━━ Material supplied ━━

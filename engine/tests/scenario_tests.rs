//! Scenario Tests - Whole Sessions Driven Frame by Frame

use glam::Vec3;
use obby_engine::game::{GameConfig, GameEvent, GameSession, RespawnCause};
use obby_engine::input::{InputAction, InputState, KeyCode};
use obby_engine::physics::Shape;
use obby_engine::player::ControlScheme;
use obby_engine::world::{LevelId, Obstacle, ObstacleCatalog, ObstacleKind, SPAWN_POINT};

const FRAME: f32 = 1.0 / 60.0;

fn runway_with_checkpoint() -> ObstacleCatalog {
    ObstacleCatalog::new(
        vec![
            Obstacle::platform(Vec3::new(0.0, 0.0, 20.0), Shape::cuboid(4.0, 0.5, 60.0)),
            Obstacle::new(ObstacleKind::Checkpoint, Shape::cuboid(2.0, 4.0, 0.5), Vec3::new(0.0, 1.0, 8.0)),
        ],
        SPAWN_POINT,
    )
    .expect("valid catalog")
}

#[test]
fn test_walk_forward_reaches_checkpoint() {
    let checkpoint = Vec3::new(0.0, 1.0, 8.0);
    let config = GameConfig {
        control: ControlScheme::WorldRelative,
        ..GameConfig::default()
    };
    let mut session = GameSession::with_catalog(config, runway_with_checkpoint()).expect("valid session");
    let mut input = InputState::new();
    input.handle_key(KeyCode::W, true);

    let mut last_z = session.body().position.z;
    let mut reached_at = None;
    for frame in 0..60 {
        let output = session.advance_frame(&mut input, FRAME);
        let position = output.body.position;
        assert!(position.z > last_z, "z must increase every frame");
        last_z = position.z;

        let within = position.distance(checkpoint) <= 2.0;
        if reached_at.is_none() && within {
            reached_at = Some(frame);
            assert!(output.events.contains(&GameEvent::CheckpointReached { obstacle: 1, total: 1 }));
        }
        let expected = if reached_at.is_some() { 1 } else { 0 };
        assert_eq!(output.telemetry.checkpoints_reached, expected);
    }
    assert!(reached_at.is_some());
    assert_eq!(session.progress().respawn_point(), checkpoint);
}

#[test]
fn test_classic_fall_returns_to_first_checkpoint() {
    let mut session = GameSession::new(GameConfig::default()).expect("valid session");
    let mut input = InputState::new();
    input.set_action(InputAction::MoveForward, true);

    let mut respawn = None;
    for _ in 0..300 {
        let output = session.advance_frame(&mut input, FRAME);
        if let Some(event) = output.events.iter().find(|e| e.is_respawn()) {
            respawn = Some(*event);
            break;
        }
    }

    let Some(GameEvent::Respawned { cause, position }) = respawn else {
        panic!("walking straight off the first station should fall out of the world");
    };
    assert_eq!(cause, RespawnCause::FellOutOfWorld);
    assert_eq!(position, [0.0, 1.0, 8.0]);
    assert_eq!(session.body().position, Vec3::new(0.0, 1.0, 8.0));
    assert_eq!(session.progress().checkpoints_reached(), 1);
}

#[test]
fn test_idle_session_is_stable_on_every_level() {
    for level in LevelId::ALL {
        let config = GameConfig {
            level,
            ..GameConfig::default()
        };
        let mut session = GameSession::new(config).expect("valid session");
        let mut input = InputState::new();
        for _ in 0..120 {
            let output = session.advance_frame(&mut input, FRAME);
            assert!(!output.respawned(), "{level:?} respawned an idle body");
        }
        assert_eq!(session.body().position, SPAWN_POINT, "{level:?}");
        assert!(session.body().grounded);
    }
}

#[test]
fn test_jump_leaves_and_returns_to_ground() {
    let mut session = GameSession::new(GameConfig::default()).expect("valid session");
    let mut input = InputState::new();
    input.handle_key(KeyCode::Space, true);
    session.advance_frame(&mut input, FRAME);
    input.handle_key(KeyCode::Space, false);
    assert!(!session.body().grounded);
    assert!(session.body().velocity.y > 0.0);

    let mut landed = false;
    for _ in 0..120 {
        let output = session.advance_frame(&mut input, FRAME);
        if output.events.contains(&GameEvent::Landed { obstacle: 0 }) {
            landed = true;
            break;
        }
    }
    assert!(landed);
    assert_eq!(session.body().position, SPAWN_POINT);
}

#[test]
fn test_frame_output_serializes() {
    let mut session = GameSession::new(GameConfig::default()).expect("valid session");
    let mut input = InputState::new();
    let output = session.advance_frame(&mut input, FRAME);
    let json = serde_json::to_value(&output).expect("serializable");
    assert_eq!(json["telemetry"]["checkpoints_reached"], 0);
    assert_eq!(json["telemetry"]["finished"], false);
    assert!(json["body"]["position"].is_array());
    assert!(json["camera"]["look_at"].is_array());
}
//! Integrator
//!
//! Explicit Euler integration of the single character body, plus the frame
//! splitting that keeps each integration step below the tunnelling limit.
//!
//! # Step order
//!
//! 1. Gravity: `velocity.y -= gravity * dt`
//! 2. Horizontal: directional input sets the horizontal velocity outright
//!    (`move_speed * boost`); no input decays it by `friction^(dt*60)`
//! 3. Jump: a grounded body with jump requested gets `velocity.y = jump_impulse`
//! 4. Tentative position: `position + velocity * dt`

use crate::player::{Body, MoveIntent, facing_of};

use super::tuning::PhysicsTuning;
use super::types::{Vec3, wrap_angle};

/// Advance the body's velocity by one step and return its tentative position.
///
/// The body's position is left untouched; the collision resolver decides where
/// the body actually ends up. Velocity, grounded (on jump) and facing are
/// updated in place.
///
/// # Arguments
///
/// * `body` - The character body
/// * `intent` - Movement intent produced by the active control scheme
/// * `tuning` - Physics constants
/// * `dt` - Step length in seconds
///
/// # Returns
///
/// The tentative position after an explicit Euler step. A non-finite or
/// non-positive `dt` is a no-op and returns the current position.
pub fn integrate(body: &mut Body, intent: &MoveIntent, tuning: &PhysicsTuning, dt: f32) -> Vec3 {
    if !dt.is_finite() || dt <= 0.0 {
        return body.position;
    }

    body.velocity.y -= tuning.gravity * dt;

    if let Some(facing) = intent.facing {
        body.facing = facing;
    }

    if intent.is_moving() {
        let speed = tuning.move_speed * body.speed_multiplier();
        let direction = intent.direction.normalize_or_zero();
        body.velocity.x = direction.x * speed;
        body.velocity.z = direction.y * speed;

        if intent.facing.is_none() {
            // Shortest-path turn toward the movement direction.
            let delta = wrap_angle(facing_of(direction) - body.facing);
            body.facing = wrap_angle(body.facing + delta);
        }
    } else {
        let decay = tuning.friction_over(dt);
        body.velocity.x *= decay;
        body.velocity.z *= decay;
    }

    if intent.jump && body.grounded {
        body.velocity.y = tuning.jump_impulse;
        body.grounded = false;
        body.support = None;
    }

    body.position + body.velocity * dt
}

/// Equal integration sub-steps of one frame, produced lazily.
#[derive(Debug, Clone, Copy, PartialEq)]
pub struct SubSteps {
    step: f32,
    remaining: u64,
}

impl SubSteps {
    /// Sub-steps not yet yielded.
    #[inline]
    pub fn remaining(&self) -> u64 {
        self.remaining
    }

    #[inline]
    pub fn is_empty(&self) -> bool {
        self.remaining == 0
    }

    /// Length of every sub-step.
    #[inline]
    pub fn step(&self) -> f32 {
        self.step
    }
}

impl Iterator for SubSteps {
    type Item = f32;

    fn next(&mut self) -> Option<f32> {
        if self.remaining == 0 {
            return None;
        }
        self.remaining -= 1;
        Some(self.step)
    }

    fn size_hint(&self) -> (usize, Option<usize>) {
        let n = usize::try_from(self.remaining).unwrap_or(usize::MAX);
        (n, usize::try_from(self.remaining).ok())
    }
}

/// Split a frame delta into integration sub-steps.
///
/// # Returns
///
/// `n = ceil(frame_dt / max_step)` equal deltas of `frame_dt / n`, so none
/// exceeds `max_step` and together they cover `frame_dt`. Both are computed
/// in f64. Nothing is yielded for a non-finite or non-positive `frame_dt`; a
/// non-finite or non-positive `max_step` yields the whole frame as one step.
pub fn split_frame(frame_dt: f32, max_step: f32) -> SubSteps {
    if !frame_dt.is_finite() || frame_dt <= 0.0 {
        return SubSteps { step: 0.0, remaining: 0 };
    }
    if !max_step.is_finite() || max_step <= 0.0 || frame_dt <= max_step {
        return SubSteps { step: frame_dt, remaining: 1 };
    }

    let total = f64::from(frame_dt);
    let count = (total / f64::from(max_step)).ceil().max(1.0);
    SubSteps {
        step: (total / count) as f32,
        remaining: count as u64,
    }
}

━━━

Only these are to be transcribed: the line with "pub fn remaining(&self)" and every line after it through the last line of the entries, each exactly.

◆ Written solution
    pub fn remaining(&self) -> u64 {
        self.remaining
    }

    #[inline]
    pub fn is_empty(&self) -> bool {
        self.remaining == 0
    }

    /// Length of every sub-step.
    #[inline]
    pub fn step(&self) -> f32 {
        self.step
    }
}

impl Iterator for SubSteps {
    type Item = f32;

    fn next(&mut self) -> Option<f32> {
        if self.remaining == 0 {
            return None;
        }
        self.remaining -= 1;
        Some(self.step)
    }

    fn size_hint(&self) -> (usize, Option<usize>) {
        let n = usize::try_from(self.remaining).unwrap_or(usize::MAX);
        (n, usize::try_from(self.remaining).ok())
    }
}

/// Split a frame delta into integration sub-steps.
///
/// # Returns
///
/// `n = ceil(frame_dt / max_step)` equal deltas of `frame_dt / n`, so none
/// exceeds `max_step` and together they cover `frame_dt`. Both are computed
/// in f64. Nothing is yielded for a non-finite or non-positive `frame_dt`; a
/// non-finite or non-positive `max_step` yields the whole frame as one step.
pub fn split_frame(frame_dt: f32, max_step: f32) -> SubSteps {
    if !frame_dt.is_finite() || frame_dt <= 0.0 {
        return SubSteps { step: 0.0, remaining: 0 };
    }
    if !max_step.is_finite() || max_step <= 0.0 || frame_dt <= max_step {
        return SubSteps { step: frame_dt, remaining: 1 };
    }

    let total = f64::from(frame_dt);
    let count = (total / f64::from(max_step)).ceil().max(1.0);
    SubSteps {
        step: (total / count) as f32,
        remaining: count as u64,
    }
}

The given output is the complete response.